(Records drawn from a dataset)
|---|

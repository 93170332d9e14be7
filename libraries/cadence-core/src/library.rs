//! Read-only library queries
//!
//! Search and browse helpers used by the UI layer to build the
//! song/album/artist views and the candidate lists handed to playback.

use crate::types::Track;

/// Tracks sharing an album or artist name
#[derive(Debug, Clone, PartialEq, Eq)]
pub struct TrackGroup {
    /// Album or artist name
    pub name: String,
    /// Tracks in library order
    pub tracks: Vec<Track>,
}

/// Case-insensitive search over title, artist and album
///
/// A blank query matches nothing.
pub fn search(tracks: &[Track], query: &str) -> Vec<Track> {
    if query.trim().is_empty() {
        return Vec::new();
    }

    let needle = query.to_lowercase();
    tracks
        .iter()
        .filter(|track| {
            track.title.to_lowercase().contains(&needle)
                || track.artist.to_lowercase().contains(&needle)
                || track.album.to_lowercase().contains(&needle)
        })
        .cloned()
        .collect()
}

/// Group tracks by album, in order of first appearance
pub fn group_by_album(tracks: &[Track]) -> Vec<TrackGroup> {
    group_by(tracks, |track| &track.album)
}

/// Group tracks by artist, in order of first appearance
pub fn group_by_artist(tracks: &[Track]) -> Vec<TrackGroup> {
    group_by(tracks, |track| &track.artist)
}

fn group_by<F>(tracks: &[Track], key: F) -> Vec<TrackGroup>
where
    F: Fn(&Track) -> &String,
{
    let mut groups: Vec<TrackGroup> = Vec::new();

    for track in tracks {
        let name = key(track);
        match groups.iter_mut().find(|group| &group.name == name) {
            Some(group) => group.tracks.push(track.clone()),
            None => groups.push(TrackGroup {
                name: name.clone(),
                tracks: vec![track.clone()],
            }),
        }
    }

    groups
}

/// Format a millisecond position as `m:ss`
pub fn format_time(ms: u64) -> String {
    let total_seconds = ms / 1000;
    format!("{}:{:02}", total_seconds / 60, total_seconds % 60)
}
//! Core types for playback management

use serde::{Deserialize, Serialize};
use std::fmt;
use std::str::FromStr;

/// Transport state
#[derive(Debug, Clone, Copy, PartialEq, Eq, Default, Serialize, Deserialize)]
pub enum TransportState {
    /// Nothing playing
    #[default]
    Stopped,

    /// Currently playing
    Playing,

    /// Paused mid-track
    Paused,
}

/// Repeat mode
#[derive(Debug, Clone, Copy, PartialEq, Eq, Default, Serialize, Deserialize)]
#[serde(rename_all = "lowercase")]
pub enum RepeatMode {
    /// Stop when the active playlist ends
    #[default]
    Off,

    /// Loop current track only
    One,

    /// Loop entire active playlist
    All,
}

impl RepeatMode {
    /// Lowercase name as used in configuration files
    pub fn as_str(&self) -> &'static str {
        match self {
            RepeatMode::Off => "off",
            RepeatMode::One => "one",
            RepeatMode::All => "all",
        }
    }
}

impl fmt::Display for RepeatMode {
    fn fmt(&self, f: &mut fmt::Formatter<'_>) -> fmt::Result {
        f.write_str(self.as_str())
    }
}

impl FromStr for RepeatMode {
    type Err = String;

    fn from_str(s: &str) -> Result<Self, Self::Err> {
        match s.trim().to_ascii_lowercase().as_str() {
            "off" => Ok(RepeatMode::Off),
            "one" => Ok(RepeatMode::One),
            "all" => Ok(RepeatMode::All),
            other => Err(format!("unknown repeat mode: {other} (expected off, one or all)")),
        }
    }
}

/// Initial settings for a playback session
#[derive(Debug, Clone, Serialize, Deserialize)]
#[serde(default)]
pub struct PlaybackConfig {
    /// Initial volume (0.0-1.0, default: 1.0)
    pub volume: f32,

    /// Initial repeat mode (default: Off)
    pub repeat: RepeatMode,

    /// Start with shuffle enabled (default: false)
    pub shuffle: bool,
}

impl Default for PlaybackConfig {
    fn default() -> Self {
        Self {
            volume: 1.0,
            repeat: RepeatMode::Off,
            shuffle: false,
        }
    }
}
/// ID types for Cadence entities
use serde::{Deserialize, Serialize};
use std::fmt;
use uuid::Uuid;

/// Track identifier
///
/// Assigned once by the importer and stable for the lifetime of the track.
#[derive(Debug, Clone, PartialEq, Eq, Hash, PartialOrd, Ord, Serialize, Deserialize)]
#[serde(transparent)]
pub struct TrackId(String);

impl TrackId {
    /// Create a new track ID
    pub fn new(id: impl Into<String>) -> Self {
        Self(id.into())
    }

    /// Generate a new random track ID
    pub fn generate() -> Self {
        Self(Uuid::new_v4().to_string())
    }

    /// Get the inner string
    pub fn as_str(&self) -> &str {
        &self.0
    }
}

impl fmt::Display for TrackId {
    fn fmt(&self, f: &mut fmt::Formatter<'_>) -> fmt::Result {
        write!(f, "{}", self.0)
    }
}

impl From<&str> for TrackId {
    fn from(id: &str) -> Self {
        Self::new(id)
    }
}

/// Playlist identifier
#[derive(Debug, Clone, PartialEq, Eq, Hash, Serialize, Deserialize)]
#[serde(transparent)]
pub struct PlaylistId(String);

impl PlaylistId {
    /// Create a new playlist ID
    pub fn new(id: impl Into<String>) -> Self {
        Self(id.into())
    }

    /// Generate a new random playlist ID
    pub fn generate() -> Self {
        Self(Uuid::new_v4().to_string())
    }

    /// Get the inner string
    pub fn as_str(&self) -> &str {
        &self.0
    }
}

impl fmt::Display for PlaylistId {
    fn fmt(&self, f: &mut fmt::Formatter<'_>) -> fmt::Result {
        write!(f, "{}", self.0)
    }
}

|---|

◆ **WHAT YOU SHOULD DO**:
Only the lines that contain the string "Serialize" are to be copied from the records.

◆ **ANSWER FOR THE TASK**:
use serde::{Deserialize, Serialize};
#[derive(Debug, Clone, Copy, PartialEq, Eq, Default, Serialize, Deserialize)]
#[derive(Debug, Clone, Copy, PartialEq, Eq, Default, Serialize, Deserialize)]
#[derive(Debug, Clone, Serialize, Deserialize)]
use serde::{Deserialize, Serialize};
#[derive(Debug, Clone, PartialEq, Eq, Hash, PartialOrd, Ord, Serialize, Deserialize)]
#[derive(Debug, Clone, PartialEq, Eq, Hash, Serialize, Deserialize)]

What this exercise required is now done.